WORK INSTRUCTION:
Some lines below hold "carried". Pick them out and copy them.

Stored data:
▼
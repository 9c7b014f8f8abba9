//! The bridge layer: converts built frames into Arrow structures for
//! downstream table and chart consumers.
//!
//! The frame layer stays Arrow-agnostic on purpose; everything Arrow-specific
//! lives behind this boundary.

mod arrow_impl;


pub use arrow_impl::frame_to_record_batch;
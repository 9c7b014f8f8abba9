//! Plain-text rendering of a frame as a pipe-delimited table, mainly for
//! debugging and log output.

use crate::decode::ScalarValue;
use crate::frame::Frame;
use std::fmt;

/// Strings longer than this render truncated with a `...` suffix.
const MAX_STRING_WIDTH: usize = 10;

impl fmt::Display for Frame {
    fn fmt(&self, f: &mut fmt::Formatter<'_>) -> fmt::Result {
        write!(f, "|")?;
        for (idx, column) in self.columns().iter().enumerate() {
            write!(f, "{}", column.name())?;
            if idx < self.num_columns() - 1 {
                write!(f, ",")?;
            }
        }
        writeln!(f, "|")?;

        for row in 0..self.num_rows() {
            write!(f, "|")?;
            for (idx, column) in self.columns().iter().enumerate() {
                match column.get(row) {
                    Some(ScalarValue::String(s)) => {
                        if s.chars().count() > MAX_STRING_WIDTH {
                            let truncated: String = s.chars().take(MAX_STRING_WIDTH).collect();
                            write!(f, "{}...", truncated)?;
                        } else {
                            write!(f, "{}", s)?;
                        }
                    }
                    Some(ScalarValue::Int64(v)) => write!(f, "{}", v)?,
                    Some(ScalarValue::Float64(v)) => write!(f, "{}", v)?,
                    Some(ScalarValue::Boolean(v)) => write!(f, "{}", v)?,
                    Some(ScalarValue::Timestamp(v)) => write!(f, "{}", v.to_rfc3339())?,
                    Some(ScalarValue::Json(v)) => write!(f, "{}", v)?,
                    None => write!(f, "null")?,
                }
                if idx < self.num_columns() - 1 {
                    write!(f, ",")?;
                }
            }
            writeln!(f, "|")?;
        }

        Ok(())
    }
}
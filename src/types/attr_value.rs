//! The dynamically-tagged value model for schema-less row-store records.
//!
//! A record ("row") maps attribute names to [`AttrValue`]s. The variant names
//! follow the row store's single-letter type descriptors (`S`, `N`, `M`, ...),
//! which also appear verbatim in error messages.

use std::collections::BTreeMap;

/// One schema-less record: a mapping from attribute name to tagged value.
///
/// An ordered map keeps builds deterministic when several new columns first
/// appear in the same row; no other behavior depends on key order.
pub type Row = BTreeMap<String, AttrValue>;

/// A single dynamically-tagged value, a genuine closed sum type: exactly one
/// kind is populated, and consumers match exhaustively instead of probing
/// optional fields one by one.
#[derive(Debug, Clone, PartialEq)]
pub enum AttrValue {
    /// UTF-8 string.
    S(String),
    /// Number, carried as decimal text. The same lexical form must be
    /// classifiable as integer or float, and optionally as a unix epoch, so
    /// parsing is deferred to the decoder.
    N(String),
    /// Boolean.
    Bool(bool),
    /// Binary blob. Content is never decoded into a frame; only its presence
    /// is marked with a placeholder.
    B(Vec<u8>),
    /// Explicit null. Equivalent to the attribute being absent from the row.
    Null,
    /// Nested map of attribute name to tagged value.
    M(BTreeMap<String, AttrValue>),
    /// Ordered list of tagged values.
    L(Vec<AttrValue>),
    /// Set of strings.
    SS(Vec<String>),
    /// Set of numbers, each carried as decimal text.
    NS(Vec<String>),
    /// Set of binary blobs.
    BS(Vec<Vec<u8>>),
}

impl AttrValue {
    /// Convenience constructor for string values.
    pub fn s(text: impl Into<String>) -> Self {
        Self::S(text.into())
    }

    /// Convenience constructor for numeric values.
    pub fn n(text: impl Into<String>) -> Self {
        Self::N(text.into())
    }

    /// The row store's type descriptor for this value, used in error messages.
    pub fn type_tag(&self) -> &'static str {
        match self {
            Self::S(_) => "S",
            Self::N(_) => "N",
            Self::Bool(_) => "BOOL",
            Self::B(_) => "B",
            Self::Null => "NULL",
            Self::M(_) => "M",
            Self::L(_) => "L",
            Self::SS(_) => "SS",
            Self::NS(_) => "NS",
            Self::BS(_) => "BS",
        }
    }
}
▲
SOLUTION TO THE EXERCISE:
    /// Number, carried as decimal text. The same lexical form must be
    /// Set of numbers, each carried as decimal text.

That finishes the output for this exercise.